• About this exercise: Your response should consist of the records below, repeated exactly.

• Provided records:
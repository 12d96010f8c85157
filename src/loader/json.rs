use crate::error::LoadError;
use crate::model::{
    BuildingType, ConstructionElement, ConstructiveSolutionItem, DefectRecord, ElementSnapshot,
    WearAssessment,
};
use crate::wear::WEAR_RANGE;
use serde::de::DeserializeOwned;
use serde::Deserialize;
use std::collections::HashSet;
use std::path::Path;
use tracing::info;

// Derived fields in the file (weighted_wear, total_wear, condition) are
// ignored and recomputed.
#[derive(Debug, Deserialize)]
struct PersistedAssessment {
    #[serde(default)]
    building_type: Option<BuildingType>,
    elements: Vec<ElementSnapshot>,
}

/// Loads a saved wear assessment.
///
/// Every element must have a unique non-empty name and weight/wear values
/// within 0..=100.
///
/// # Errors
///
/// Returns [`LoadError::FileRead`] if the file cannot be read,
/// [`LoadError::Json`] if it is not a valid assessment document and
/// [`LoadError::InvalidData`] if an element breaks the rules above.
pub fn load_assessment<P: AsRef<Path>>(path: P) -> Result<WearAssessment, LoadError> {
    let persisted: PersistedAssessment = read_json(path.as_ref())?;
    let elements: Vec<ConstructionElement> = persisted
        .elements
        .iter()
        .map(ConstructionElement::from)
        .collect();
    validate_elements(&elements)?;

    let assessment = WearAssessment::from_elements(persisted.building_type, elements);
    info!(
        path = %path.as_ref().display(),
        elements = assessment.elements().len(),
        total_wear = assessment.total_wear(),
        "loaded wear assessment"
    );
    Ok(assessment)
}

pub fn load_defects<P: AsRef<Path>>(path: P) -> Result<Vec<DefectRecord>, LoadError> {
    read_json(path.as_ref())
}

pub fn load_solutions<P: AsRef<Path>>(path: P) -> Result<Vec<ConstructiveSolutionItem>, LoadError> {
    read_json(path.as_ref())
}

pub fn validate_elements(elements: &[ConstructionElement]) -> Result<(), LoadError> {
    let mut seen = HashSet::new();
    for element in elements {
        if element.name.trim().is_empty() {
            return Err(invalid("element with empty name".to_string()));
        }
        if !seen.insert(element.name.as_str()) {
            return Err(invalid(format!("duplicate element '{}'", element.name)));
        }
        if !WEAR_RANGE.contains(&element.weight_percent) {
            return Err(invalid(format!(
                "weight of '{}' out of range: {}",
                element.name, element.weight_percent
            )));
        }
        if !WEAR_RANGE.contains(&element.wear_percent) {
            return Err(invalid(format!(
                "wear of '{}' out of range: {}",
                element.name, element.wear_percent
            )));
        }
    }
    Ok(())
}

fn invalid(message: String) -> LoadError {
    LoadError::InvalidData { message }
}

fn read_json<T: DeserializeOwned>(path: &Path) -> Result<T, LoadError> {
    let content = std::fs::read_to_string(path).map_err(|source| LoadError::FileRead {
        path: path.to_path_buf(),
        source,
    })?;
    serde_json::from_str(&content).map_err(|source| LoadError::Json {
        path: path.to_path_buf(),
        source,
    })
}

#[cfg(test)]
mod tests {
    use super::*;
    use pretty_assertions::assert_eq;
    use std::io::Write;
    use tempfile::NamedTempFile;

    fn temp_json(content: &str) -> NamedTempFile {
        let mut file = NamedTempFile::new().unwrap();
        file.write_all(content.as_bytes()).unwrap();
        file
    }

    #[test]
    fn stale_derived_values_are_recomputed() {
        let file = temp_json(
            r#"{
                "elements": [
                    {"name": "Фундаменты", "weight_percent": 50.0, "wear_percent": 20.0, "weighted_wear": 99.0},
                    {"name": "Стены", "weight_percent": 50.0, "wear_percent": 40.0, "weighted_wear": 0.0}
                ],
                "total_wear": 0.0,
                "technical_condition": {"category": "Исправное", "description": "", "recommendation": ""}
            }"#,
        );
        let assessment = load_assessment(file.path()).unwrap();
        assert!((assessment.total_wear() - 30.0).abs() < 1e-9);
        assert_eq!(assessment.building_type(), None);
        assert_eq!(assessment.technical_condition().category.label(), "Работоспособное");
    }

    #[test]
    fn out_of_range_wear_is_rejected() {
        let file = temp_json(
            r#"{"elements": [{"name": "Полы", "weight_percent": 8.0, "wear_percent": 120.0}]}"#,
        );
        let err = load_assessment(file.path()).unwrap_err();
        assert!(matches!(err, LoadError::InvalidData { .. }), "{err}");
    }

    #[test]
    fn duplicate_names_are_rejected() {
        let file = temp_json(
            r#"{"elements": [
                {"name": "Полы", "weight_percent": 50.0, "wear_percent": 1.0},
                {"name": "Полы", "weight_percent": 50.0, "wear_percent": 2.0}
            ]}"#,
        );
        assert!(matches!(
            load_assessment(file.path()),
            Err(LoadError::InvalidData { .. })
        ));
    }

    #[test]
    fn malformed_json_is_an_error() {
        let file = temp_json("{ not json");
        assert!(matches!(load_assessment(file.path()), Err(LoadError::Json { .. })));
    }

    #[test]
    fn missing_file_is_an_error() {
        assert!(matches!(
            load_defects("/definitely/not/here.json"),
            Err(LoadError::FileRead { .. })
        ));
    }

    #[test]
    fn loads_external_inputs() {
        let defects = temp_json(
            r#"[{"defect": "crack", "eliminating_method": "inject", "file_path": "a.jpg", "filename": "a.jpg", "analyzed": true}]"#,
        );
        let solutions = temp_json(r#"[{"category": "Walls", "text": "brick"}]"#);

        let defects = load_defects(defects.path()).unwrap();
        assert_eq!(defects.len(), 1);
        assert!(defects[0].analyzed);

        let solutions = load_solutions(solutions.path()).unwrap();
        assert_eq!(solutions, vec![ConstructiveSolutionItem::new("Walls", "brick")]);
    }
}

• Result for this task:
repository 12d96010f8c85157
filename src/loader/json.rs
use crate::error::LoadError;
use crate::model::{
    BuildingType, ConstructionElement, ConstructiveSolutionItem, DefectRecord, ElementSnapshot,
    WearAssessment,
};
use crate::wear::WEAR_RANGE;
use serde::de::DeserializeOwned;
use serde::Deserialize;
use std::collections::HashSet;
use std::path::Path;
use tracing::info;

// Derived fields in the file (weighted_wear, total_wear, condition) are
// ignored and recomputed.
#[derive(Debug, Deserialize)]
struct PersistedAssessment {
    #[serde(default)]
    building_type: Option<BuildingType>,
    elements: Vec<ElementSnapshot>,
}

/// Loads a saved wear assessment.
///
/// Every element must have a unique non-empty name and weight/wear values
/// within 0..=100.
///
/// # Errors
///
/// Returns [`LoadError::FileRead`] if the file cannot be read,
/// [`LoadError::Json`] if it is not a valid assessment document and
/// [`LoadError::InvalidData`] if an element breaks the rules above.
pub fn load_assessment<P: AsRef<Path>>(path: P) -> Result<WearAssessment, LoadError> {
    let persisted: PersistedAssessment = read_json(path.as_ref())?;
    let elements: Vec<ConstructionElement> = persisted
        .elements
        .iter()
        .map(ConstructionElement::from)
        .collect();
    validate_elements(&elements)?;

    let assessment = WearAssessment::from_elements(persisted.building_type, elements);
    info!(
        path = %path.as_ref().display(),
        elements = assessment.elements().len(),
        total_wear = assessment.total_wear(),
        "loaded wear assessment"
    );
    Ok(assessment)
}

pub fn load_defects<P: AsRef<Path>>(path: P) -> Result<Vec<DefectRecord>, LoadError> {
    read_json(path.as_ref())
}

pub fn load_solutions<P: AsRef<Path>>(path: P) -> Result<Vec<ConstructiveSolutionItem>, LoadError> {
    read_json(path.as_ref())
}

pub fn validate_elements(elements: &[ConstructionElement]) -> Result<(), LoadError> {
    let mut seen = HashSet::new();
    for element in elements {
        if element.name.trim().is_empty() {
            return Err(invalid("element with empty name".to_string()));
        }
        if !seen.insert(element.name.as_str()) {
            return Err(invalid(format!("duplicate element '{}'", element.name)));
        }
        if !WEAR_RANGE.contains(&element.weight_percent) {
            return Err(invalid(format!(
                "weight of '{}' out of range: {}",
                element.name, element.weight_percent
            )));
        }
        if !WEAR_RANGE.contains(&element.wear_percent) {
            return Err(invalid(format!(
                "wear of '{}' out of range: {}",
                element.name, element.wear_percent
            )));
        }
    }
    Ok(())
}

fn invalid(message: String) -> LoadError {
    LoadError::InvalidData { message }
}

fn read_json<T: DeserializeOwned>(path: &Path) -> Result<T, LoadError> {
    let content = std::fs::read_to_string(path).map_err(|source| LoadError::FileRead {
        path: path.to_path_buf(),
        source,
    })?;
    serde_json::from_str(&content).map_err(|source| LoadError::Json {
        path: path.to_path_buf(),
        source,
    })
}

#[cfg(test)]
mod tests {
    use super::*;
    use pretty_assertions::assert_eq;
    use std::io::Write;
    use tempfile::NamedTempFile;

    fn temp_json(content: &str) -> NamedTempFile {
        let mut file = NamedTempFile::new().unwrap();
        file.write_all(content.as_bytes()).unwrap();
        file
    }

    #[test]
    fn stale_derived_values_are_recomputed() {
        let file = temp_json(
            r#"{
                "elements": [
                    {"name": "Фундаменты", "weight_percent": 50.0, "wear_percent": 20.0, "weighted_wear": 99.0},
                    {"name": "Стены", "weight_percent": 50.0, "wear_percent": 40.0, "weighted_wear": 0.0}
                ],
                "total_wear": 0.0,
                "technical_condition": {"category": "Исправное", "description": "", "recommendation": ""}
            }"#,
        );
        let assessment = load_assessment(file.path()).unwrap();
        assert!((assessment.total_wear() - 30.0).abs() < 1e-9);
        assert_eq!(assessment.building_type(), None);
        assert_eq!(assessment.technical_condition().category.label(), "Работоспособное");
    }

    #[test]
    fn out_of_range_wear_is_rejected() {
        let file = temp_json(
            r#"{"elements": [{"name": "Полы", "weight_percent": 8.0, "wear_percent": 120.0}]}"#,
        );
        let err = load_assessment(file.path()).unwrap_err();
        assert!(matches!(err, LoadError::InvalidData { .. }), "{err}");
    }

    #[test]
    fn duplicate_names_are_rejected() {
        let file = temp_json(
            r#"{"elements": [
                {"name": "Полы", "weight_percent": 50.0, "wear_percent": 1.0},
                {"name": "Полы", "weight_percent": 50.0, "wear_percent": 2.0}
            ]}"#,
        );
        assert!(matches!(
            load_assessment(file.path()),
            Err(LoadError::InvalidData { .. })
        ));
    }

    #[test]
    fn malformed_json_is_an_error() {
        let file = temp_json("{ not json");
        assert!(matches!(load_assessment(file.path()), Err(LoadError::Json { .. })));
    }

    #[test]
    fn missing_file_is_an_error() {
        assert!(matches!(
            load_defects("/definitely/not/here.json"),
            Err(LoadError::FileRead { .. })
        ));
    }

    #[test]
    fn loads_external_inputs() {
        let defects = temp_json(
            r#"[{"defect": "crack", "eliminating_method": "inject", "file_path": "a.jpg", "filename": "a.jpg", "analyzed": true}]"#,
        );
        let solutions = temp_json(r#"[{"category": "Walls", "text": "brick"}]"#);

        let defects = load_defects(defects.path()).unwrap();
        assert_eq!(defects.len(), 1);
        assert!(defects[0].analyzed);

        let solutions = load_solutions(solutions.path()).unwrap();
        assert_eq!(solutions, vec![ConstructiveSolutionItem::new("Walls", "brick")]);
    }
}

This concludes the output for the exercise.